North Carolina is not one of the 13 states that allow medical marijuana.
But doctors are allowed to talk about medical marijuana use with patients under court rulings that considered the issue a free speech right.
“The First Amendment allows them to discuss it even though use of marijuana itself is illegal,” said Jean Marlowe, executive director of the North Carolina Cannabis Patient Network, which lobbied for a bill this year in Raleigh to make medical marijuana legal in the state. “That right of free speech extends throughout the United States.”
The case, Conant v. Walters, reached the federal Court of Appeals, and the Supreme Court let the earlier decisions stand.
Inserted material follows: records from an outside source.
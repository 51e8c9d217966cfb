// Copyright 2025 the Pixelpen Authors
// SPDX-License-Identifier: Apache-2.0

//! Fixed-interval callbacks for brushes that keep painting while the
//! pointer rests.
//!
//! There is no background thread: the host reports elapsed time through
//! `advance` on the event thread and the brush paints once per due tick.

use std::time::Duration;

#[derive(Debug, Clone, PartialEq)]
pub struct StrokeTimer {
    interval: Duration,
    running: bool,
    pending: Duration,
}

impl StrokeTimer {
    pub fn new(interval: Duration) -> Self {
        Self {
            interval,
            running: false,
            pending: Duration::ZERO,
        }
    }

    pub fn interval(&self) -> Duration {
        self.interval
    }

    pub fn is_running(&self) -> bool {
        self.running
    }

    /// Start ticking. Starting a running timer keeps its phase.
    pub fn start(&mut self) {
        if !self.running {
            self.running = true;
            self.pending = Duration::ZERO;
        }
    }

    /// Stop ticking. Safe to call any number of times.
    pub fn stop(&mut self) {
        self.running = false;
        self.pending = Duration::ZERO;
    }

    /// Account for `elapsed` time and return how many ticks became due
    pub fn advance(&mut self, elapsed: Duration) -> u32 {
        if !self.running || self.interval.is_zero() {
            return 0;
        }
        self.pending += elapsed;
        let mut ticks = 0;
        while self.pending >= self.interval {
            self.pending -= self.interval;
            ticks += 1;
        }
        ticks
    }
}

#[cfg(test)]
mod tests {
    use super::*;

    #[test]
    fn stopped_timer_never_fires() {
        let mut timer = StrokeTimer::new(Duration::from_millis(25));
        assert_eq!(timer.advance(Duration::from_secs(1)), 0);
    }

    #[test]
    fn ticks_accumulate_partial_intervals() {
        let mut timer = StrokeTimer::new(Duration::from_millis(25));
        timer.start();
        assert_eq!(timer.advance(Duration::from_millis(10)), 0);
        assert_eq!(timer.advance(Duration::from_millis(20)), 1);
        assert_eq!(timer.advance(Duration::from_millis(70)), 3);
    }

    #[test]
    fn stop_is_idempotent() {
        let mut timer = StrokeTimer::new(Duration::from_millis(25));
        timer.start();
        timer.stop();
        timer.stop();
        assert!(!timer.is_running());
        assert_eq!(timer.advance(Duration::from_millis(100)), 0);
    }

    #[test]
    fn restarting_a_running_timer_keeps_phase() {
        let mut timer = StrokeTimer::new(Duration::from_millis(25));
        timer.start();
        timer.advance(Duration::from_millis(20));
        timer.start();
        assert_eq!(timer.advance(Duration::from_millis(5)), 1);
    }
}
It came after California and Arizona began to allow medical marijuana use though the drug still is illegal under federal law.
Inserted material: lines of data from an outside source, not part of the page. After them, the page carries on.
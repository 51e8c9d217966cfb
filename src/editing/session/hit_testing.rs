// Copyright 2025 the Pixelpen Authors
// SPDX-License-Identifier: Apache-2.0

//! Hit testing methods for EditSession. Positions are in component space.

use super::EditSession;
use crate::path::HandleRef;
use kurbo::Point;

impl EditSession {
    /// The handle under the pointer, if any
    pub fn find_handle(&self, co_pos: Point, alt: bool) -> Option<HandleRef> {
        let radius = self.handle_radius();
        let hit = self.path.as_ref()?.find_handle_at(co_pos, alt, radius);
        if let Some(handle) = hit {
            tracing::debug!(
                "hit {:?} of anchor {} in subpath {} at ({:.1}, {:.1})",
                handle.part,
                handle.anchor,
                handle.subpath,
                co_pos.x,
                co_pos.y
            );
        }
        hit
    }

    /// Whether a press at `co_pos` would close the active subpath
    pub fn can_close_active_at(&self, co_pos: Point) -> bool {
        let radius = self.handle_radius();
        self.path
            .as_ref()
            .and_then(|p| p.active_subpath())
            .is_some_and(|sp| !sp.is_finished() && sp.can_close_at(co_pos, radius))
    }
}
The federal government was blocked from revoking a physician’s license or investigating a physician because the doctor recommended medical marijuana for a patient.
The court opinions stated the federal government could regulate drug possession but not patient-doctor discussion about it.
So doctors can discuss the risks and benefits of medical marijuana with patients.
Doctors cannot, however, prescribe medical marijuana or help patients in obtaining marijuana.
A bill to protect North Carolina residents using medical marijuana and doctors recommending it for certain patients was introduced this year in the state legislature. It had a hearing, but sponsors said there was not enough support to push for a vote.